Vegetative treatment systems turn manure green
By Marg Land
Vegetative treatment systems turn manure green
Nebraska cattle producers involved in the University of
Nebraska-Lincoln Extension Livestock Producer Environmental Assistance
Project all have one thing in common – a desire to make their farms
more sustainable and environmentally friendly.
June 9, 2008, Lincoln, Neb. — Nebraska cattle producers involved in the University of Nebraska -Lincoln Extension Livestock Producer Environmental Assistance Project all have one thing in common – a desire to make their farms more sustainable and environmentally friendly.
June 3 marked the project's third tour in eight years, showcasing four Nebraska cattlemen who are using vegetative treatment systems to control and treat runoff from their open livestock lots.
The project, funded by a Nebraska Environmental Trust grant, is designed to help small- and medium-sized cattle and cow-calf producers – those with 1,000 head or fewer, said Chris Henry, UNL biological systems engineer.

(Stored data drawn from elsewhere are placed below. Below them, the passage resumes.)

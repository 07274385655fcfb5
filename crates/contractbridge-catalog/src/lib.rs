//! contractbridge-catalog - Type catalogs for message producers
//!
//! A [`TypeCatalog`] is the explicit description of the types one module
//! exports: names, namespaces, kinds, inheritance and fields. Catalogs are
//! read from JSON files or built by scanning Rust source, and are the input
//! to discovery on the producer side and to external type detection on the
//! consumer side.

mod catalog;
mod descriptor;
mod error;
mod module;
mod scan;
mod type_ref;

pub use catalog::TypeCatalog;
pub use descriptor::{FieldDescriptor, TypeDescriptor, TypeId, TypeKind, Visibility};
pub use error::{CatalogError, CatalogResult};
pub use module::{ModuleFormat, load_module, load_module_with};
pub use scan::{LoadedCatalog, ScanOptions, scan_file, scan_source};
pub use type_ref::{Primitive, TypeRef};
//! Indexer module - classify Spaces transactions and fold them into name histories

pub mod classifier;
pub mod history;
pub mod processor;
pub mod record;
pub mod walker;

// Re-export key types
pub use classifier::{Classification, classify};
pub use history::{ConflictPolicy, NameEntry, NameHistory};
pub use processor::{BlockOutcome, BlockProcessor};
pub use record::{ActionKind, ActionRecord, HistoryRecord, MetaRecord, OutputRecord, Record};
pub use walker::{ChainWalker, WalkSummary};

"Smaller cattle and cow-calf producers make up 90 percent of producers in Nebraska and often don't have runoff control for their open lots," Henry said. "UNL Extension is leading this effort to develop and demonstrate these solutions."
Fifty-five participants were on the tour with several from surrounding states and as far away as Kentucky. The Nebraska demonstrations are becoming models for similar projects in other states.
Vegetative treatment systems are a substitute for the conventional holding pond. Instead of a pond, producers use an area of perennial grass called a vegetative treatment area that drinks up the water and nutrients in the liquid runoff.
The tour's first stop was a 300-head feedlot just south of Beatrice near Blue Springs, where young producer Doug Ferguson was able to use a vegetative treatment system to return to the farm.
The cost-effective and low-maintenance vegetative treatment system allowed the fifth-generation farmer to relocate an existing feedlot to an area that would control runoff better.
Ferguson said he couldn't imagine doing anything but feeding and raising cattle, and by installing the vegetative treatment system, it made that dream all the easier.
"By Doug moving his feedlot, it allowed him to no longer have a connection to surface water and gave him an environmentally sustainable feedlot," Henry said.
The voluntary, cost-share project not only helps producers construct simple, low-maintenance systems, but many also are very economical, Henry said.
The Myron Dorn and Wes Dorn farms showcased two systems – a gravity vegetative treatment system and a sprinkler vegetative treatment system.
Wes Dorn said he and his brother decided to install the systems because they allowed them to expand for the future.
"We wanted to keep going for the next generation," Dorn said. "Hopefully this will handle regulations in the long-term, and we can be in business for a long time."
The sprinkler vegetative treatment system was developed by UNL Extension and uses a K-Line pod sprinkler system that deposits the liquid runoff on an alfalfa field treatment area.
Dorn not only is able to apply the runoff in an environmentally friendly way with minimal odor, but also gets three cuttings of alfalfa hay per year.
The sprinkler vegetative treatment system is the only of its kind in the U.S.
The last stop featured a cow-calf system, where the vegetative treatment system controls runoff from a feeding area without vegetation.
The farm is a 200-head cow-calf operation near Crete that is owned and operated by Todd Eggerling and Lyle Sittler. The operators converted 40 acres of cropland to grazing area for this operation, and it has an environmentally sustainable feeding area.
The new plan sustains the cow-calf pairs in a four paddock pasture-based system with a central supplemental feeding area, where the vegetation is sacrificed and feeding area runoff managed with a small vegetative treatment system. The vegetative treatment system assures that their feeding area is environmentally friendly while avoiding any regulatory scrutiny from lack of vegetation. This type of system also could complement UNL's Sandhills Calving System.
The new system keeps animals dry and out of muddy conditions, while minimizing disease.
Sittler said the most important thing with a cow-calf operation is healthy animals and this system helps them achieve that.
This also is a one-of-a-kind system in the U.S.
For more information about this or the UNL Extension Livestock Producer Environmental Assistance Project, visit the LPEAP website or contact Henry at (402) 472-6529, firstname.lastname@example.org.
Due to the popularity of the tour in recent years, a second tour of the same farms was offered June 5. The tour is paid for through a Nebraska Environmental Trust grant and a Nebraska Department of Environmental Quality Section 319 grant.
Other project partners include: Nebraska Natural Resources Conservation Service, Little Blue Natural Resources District, Nebraska Cattlemen, Nebraska Farm Bureau Federation, Nebraska Pork Producers Association, Alliance for the Future of Agriculture in Nebraska and UNL Extension.